Scan the entries that follow and copy out every line containing "when".
- Opening Delimiter -
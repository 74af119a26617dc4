//! Chat socket manager.
//!
//! A [`ChatSocket`] owns at most one live connection, keyed by channel
//! identity, and fans inbound envelopes out to listeners by kind. Instances
//! are independent; clones share one instance.

use std::fmt;
use std::sync::{Arc, Weak};

use eventhub_shared::{
    ChannelIdentity, ChannelType, Envelope, EnvelopeError, EventKind, OutboundEvent,
};
use parking_lot::{Mutex, ReentrantMutex};
use serde::Serialize;
use serde_json::Value;

use super::connection::{
    ConnectionId, ConnectionState, Link, LinkEvent, LinkEventSink, LinkEvents, Transport,
};
use super::listeners::{ListenerId, ListenerRegistry};
use crate::config::ClientConfig;

/// Which lifecycle notice a hook is registered for.
#[derive(Debug, Clone, Copy, PartialEq, Eq, Hash)]
pub enum LifecycleKind {
    Opened,
    Closed,
}

/// Who ended a connection.
#[derive(Debug, Clone, Copy, PartialEq, Eq)]
pub enum CloseReason {
    /// Severed by `disconnect` or by connecting to another channel.
    Local,
    /// The transport closed on its own (server close, network drop, failed handshake).
    Remote,
}

/// Connection lifecycle notice.
#[derive(Debug, Clone, PartialEq, Eq)]
pub enum LifecycleEvent {
    Opened {
        channel: ChannelIdentity,
    },
    Closed {
        channel: ChannelIdentity,
        reason: CloseReason,
    },
}

impl LifecycleEvent {
    pub fn kind(&self) -> LifecycleKind {
        match self {
            LifecycleEvent::Opened { .. } => LifecycleKind::Opened,
            LifecycleEvent::Closed { .. } => LifecycleKind::Closed,
        }
    }

    pub fn channel(&self) -> &ChannelIdentity {
        match self {
            LifecycleEvent::Opened { channel } | LifecycleEvent::Closed { channel, .. } => channel,
        }
    }
}

#[derive(Debug, Clone, Copy, PartialEq, Eq)]
enum Phase {
    Connecting,
    Open,
}

struct ActiveConnection {
    id: ConnectionId,
    channel: ChannelIdentity,
    phase: Phase,
    /// `None` until the transport hands the link back.
    link: Option<Box<dyn Link>>,
}

#[derive(Default)]
struct SocketState {
    next_id: u64,
    active: Option<ActiveConnection>,
}

struct Core {
    config: ClientConfig,
    transport: Arc<dyn Transport>,
    state: Mutex<SocketState>,
    /// Held while inbound events are delivered and while a connection is
    /// detached, so a detached connection never reaches listeners afterwards.
    /// Reentrant: listeners may call back into the socket.
    delivery: ReentrantMutex<()>,
    listeners: Mutex<ListenerRegistry<EventKind, Envelope>>,
    lifecycle: Mutex<ListenerRegistry<LifecycleKind, LifecycleEvent>>,
}

impl Core {
    fn is_current(&self, id: ConnectionId) -> bool {
        self.state
            .lock()
            .active
            .as_ref()
            .is_some_and(|active| active.id == id)
    }

    /// Run envelope listeners. No lock is held while callbacks run.
    fn dispatch(&self, envelope: &Envelope) {
        let callbacks = self.listeners.lock().snapshot(&envelope.kind);
        for callback in callbacks {
            callback(envelope);
        }
    }

    fn notify(&self, event: LifecycleEvent) {
        let callbacks = self.lifecycle.lock().snapshot(&event.kind());
        for callback in callbacks {
            callback(&event);
        }
    }

    /// Close a connection this manager has already detached from its state.
    fn sever(&self, active: ActiveConnection) {
        if let Some(link) = &active.link {
            link.close();
        }
        crate::log_info!("Socket {} to {} closed locally", active.id, active.channel);
        self.notify(LifecycleEvent::Closed {
            channel: active.channel,
            reason: CloseReason::Local,
        });
    }

    /// The transport could not start a link at all.
    fn fail(&self, id: ConnectionId, detail: String) {
        let failed = {
            let mut state = self.state.lock();
            let is_current = state.active.as_ref().is_some_and(|active| active.id == id);
            if is_current {
                state.active.take()
            } else {
                None
            }
        };
        let Some(failed) = failed else {
            return;
        };
        crate::log_error!("Socket {} to {} failed to open: {}", id, failed.channel, detail);
        self.dispatch(&Envelope::connection_error(detail));
        self.notify(LifecycleEvent::Closed {
            channel: failed.channel,
            reason: CloseReason::Remote,
        });
    }

    fn on_opened(&self, id: ConnectionId) {
        let channel = {
            let mut state = self.state.lock();
            match state.active.as_mut() {
                Some(active) if active.id == id && active.phase == Phase::Connecting => {
                    active.phase = Phase::Open;
                    active.channel.clone()
                }
                _ => {
                    crate::log_debug!("Ignoring open from stale socket {}", id);
                    return;
                }
            }
        };
        crate::log_info!("Socket connected: {}", channel);
        self.notify(LifecycleEvent::Opened { channel });
    }

    fn on_frame(&self, id: ConnectionId, text: &str) {
        let _delivery = self.delivery.lock();
        if !self.is_current(id) {
            crate::log_debug!("Ignoring frame from stale socket {}", id);
            return;
        }
        match Envelope::parse(text) {
            Ok(envelope) => self.dispatch(&envelope),
            Err(EnvelopeError::UnknownKind(kind)) => {
                crate::log_debug!("Ignoring event of unknown type `{}`", kind);
            }
            Err(e) => {
                crate::log_warn!("Dropping malformed frame on socket {}: {}", id, e);
            }
        }
    }

    fn on_error(&self, id: ConnectionId, detail: String) {
        let _delivery = self.delivery.lock();
        if !self.is_current(id) {
            crate::log_debug!("Ignoring error from stale socket {}: {}", id, detail);
            return;
        }
        crate::log_error!("Socket error on {}: {}", id, detail);
        self.dispatch(&Envelope::connection_error(detail));
    }

    fn on_closed(&self, id: ConnectionId) {
        let closed = {
            let mut state = self.state.lock();
            let is_current = state.active.as_ref().is_some_and(|active| active.id == id);
            if is_current {
                state.active.take()
            } else {
                None
            }
        };
        let Some(closed) = closed else {
            crate::log_debug!("Ignoring close from stale socket {}", id);
            return;
        };
        crate::log_info!("Socket closed: {}", closed.channel);
        self.notify(LifecycleEvent::Closed {
            channel: closed.channel,
            reason: CloseReason::Remote,
        });
    }
}

impl LinkEventSink for Core {
    fn link_event(&self, id: ConnectionId, event: LinkEvent) {
        match event {
            LinkEvent::Opened => self.on_opened(id),
            LinkEvent::Frame(text) => self.on_frame(id, &text),
            LinkEvent::Error(detail) => self.on_error(id, detail),
            LinkEvent::Closed => self.on_closed(id),
        }
    }
}

/// Manager for the real-time chat connection.
#[derive(Clone)]
pub struct ChatSocket {
    core: Arc<Core>,
}

/// Non-owning handle to a [`ChatSocket`].
#[derive(Clone)]
pub struct WeakChatSocket {
    core: Weak<Core>,
}

impl WeakChatSocket {
    pub fn upgrade(&self) -> Option<ChatSocket> {
        self.core.upgrade().map(|core| ChatSocket { core })
    }
}

impl fmt::Debug for ChatSocket {
    fn fmt(&self, f: &mut fmt::Formatter<'_>) -> fmt::Result {
        f.debug_struct("ChatSocket")
            .field("ws_base", &self.core.config.ws_base.as_str())
            .field("state", &self.state())
            .finish()
    }
}

impl ChatSocket {
    pub fn new(config: ClientConfig, transport: impl Transport + 'static) -> Self {
        Self {
            core: Arc::new(Core {
                config,
                transport: Arc::new(transport),
                state: Mutex::new(SocketState::default()),
                delivery: ReentrantMutex::new(()),
                listeners: Mutex::new(ListenerRegistry::default()),
                lifecycle: Mutex::new(ListenerRegistry::default()),
            }),
        }
    }

    /// A socket using the tokio-tungstenite transport.
    #[cfg(not(target_arch = "wasm32"))]
    pub fn for_platform(config: ClientConfig) -> Self {
        Self::new(config, super::connection::TungsteniteTransport)
    }

    /// A socket using the browser's WebSocket.
    #[cfg(target_arch = "wasm32")]
    pub fn for_platform(config: ClientConfig) -> Self {
        Self::new(config, super::connection::BrowserTransport)
    }

    pub fn downgrade(&self) -> WeakChatSocket {
        WeakChatSocket {
            core: Arc::downgrade(&self.core),
        }
    }

    pub fn config(&self) -> &ClientConfig {
        &self.core.config
    }

    /// Connect to a channel, replacing any connection to another channel.
    ///
    /// A no-op when a connection for the same channel is already open or
    /// connecting. Failures are reported to `error` listeners, never returned.
    pub fn connect(&self, channel_id: &str, auth_token: &str, channel_type: ChannelType) {
        if channel_id.is_empty() {
            crate::log_warn!("Ignoring connect with an empty channel id");
            return;
        }
        let channel = ChannelIdentity::new(channel_id, channel_type);

        let url = match self.core.config.chat_url(&channel, auth_token) {
            Ok(url) => url,
            Err(e) => {
                crate::log_error!("Cannot build socket URL for {}: {}", channel, e);
                self.core.dispatch(&Envelope::connection_error(e.to_string()));
                return;
            }
        };

        let (id, severed) = {
            let _delivery = self.core.delivery.lock();
            let mut state = self.core.state.lock();
            if state
                .active
                .as_ref()
                .is_some_and(|active| active.channel == channel)
            {
                crate::log_debug!("Socket already connected to {}", channel);
                return;
            }
            let severed = state.active.take();
            state.next_id += 1;
            let id = ConnectionId(state.next_id);
            state.active = Some(ActiveConnection {
                id,
                channel: channel.clone(),
                phase: Phase::Connecting,
                link: None,
            });
            (id, severed)
        };

        // The old link goes down before the new one is requested
        if let Some(old) = severed {
            self.core.sever(old);
        }

        crate::log_info!("Connecting socket {} to {}", id, channel);
        let sink: Weak<dyn LinkEventSink> = Arc::downgrade(&self.core) as Weak<dyn LinkEventSink>;
        match self.core.transport.open(&url, LinkEvents::new(id, sink)) {
            Ok(link) => {
                let superseded = {
                    let mut state = self.core.state.lock();
                    match state.active.as_mut() {
                        Some(active) if active.id == id => {
                            active.link = Some(link);
                            None
                        }
                        _ => Some(link),
                    }
                };
                if let Some(link) = superseded {
                    crate::log_debug!("Socket {} superseded while opening", id);
                    link.close();
                }
            }
            Err(e) => self.core.fail(id, e.to_string()),
        }
    }

    /// Close the active connection, if any.
    ///
    /// Waits for an in-flight delivery on another thread to finish; once this
    /// returns, no listener runs for the severed connection.
    pub fn disconnect(&self) {
        let severed = {
            let _delivery = self.core.delivery.lock();
            self.core.state.lock().active.take()
        };
        match severed {
            Some(active) => self.core.sever(active),
            None => crate::log_debug!("Disconnect with no active socket"),
        }
    }

    /// Serialize `event` and send it as one text frame.
    ///
    /// Dropped with a warning when no connection is open.
    pub fn send<T: Serialize + ?Sized>(&self, event: &T) {
        let text = match serde_json::to_string(event) {
            Ok(text) => text,
            Err(e) => {
                crate::log_error!("Serialize failed: {}", e);
                return;
            }
        };

        let state = self.core.state.lock();
        let open = state
            .active
            .as_ref()
            .filter(|active| active.phase == Phase::Open);
        let Some((id, link)) = open.and_then(|active| Some((active.id, active.link.as_ref()?)))
        else {
            crate::log_warn!("Socket is not connected, dropping frame");
            return;
        };
        if let Err(e) = link.send_text(text) {
            crate::log_error!("Send failed on socket {}: {}", id, e);
        }
    }

    pub fn send_message(&self, message: impl Into<Value>) {
        self.send(&OutboundEvent::message(message));
    }

    pub fn send_typing(&self) {
        self.send(&OutboundEvent::Typing);
    }

    pub fn send_image(&self, image: impl Into<Value>) {
        self.send(&OutboundEvent::image(image));
    }

    pub fn mark_read(&self, message_id: impl Into<String>) {
        self.send(&OutboundEvent::read(message_id));
    }

    /// Register a listener for one event kind. Survives reconnects.
    pub fn on(
        &self,
        kind: EventKind,
        callback: impl Fn(&Envelope) + Send + Sync + 'static,
    ) -> ListenerId {
        self.core.listeners.lock().add(kind, Arc::new(callback))
    }

    /// Remove a listener. Returns `false` if it was not registered.
    pub fn off(&self, kind: EventKind, id: ListenerId) -> bool {
        self.core.listeners.lock().remove(&kind, id)
    }

    pub fn listener_count(&self, kind: EventKind) -> usize {
        self.core.listeners.lock().len(&kind)
    }

    /// Register a hook for open or close notices.
    pub fn on_lifecycle(
        &self,
        kind: LifecycleKind,
        callback: impl Fn(&LifecycleEvent) + Send + Sync + 'static,
    ) -> ListenerId {
        self.core.lifecycle.lock().add(kind, Arc::new(callback))
    }

    pub fn off_lifecycle(&self, kind: LifecycleKind, id: ListenerId) -> bool {
        self.core.lifecycle.lock().remove(&kind, id)
    }

    pub fn state(&self) -> ConnectionState {
        match self.core.state.lock().active.as_ref() {
            None => ConnectionState::Absent,
            Some(active) => match active.phase {
                Phase::Connecting => ConnectionState::Connecting {
                    channel: active.channel.clone(),
                },
                Phase::Open => ConnectionState::Open {
                    channel: active.channel.clone(),
                },
            },
        }
    }

    pub fn current_channel(&self) -> Option<ChannelIdentity> {
        self.core
            .state
            .lock()
            .active
            .as_ref()
            .map(|active| active.channel.clone())
    }

    pub fn is_open(&self) -> bool {
        self.state().is_open()
    }
}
- Closing Delimiter -
● SOLVED EXERCISE
    /// A no-op when a connection for the same channel is already open or
    /// Dropped with a warning when no connection is open.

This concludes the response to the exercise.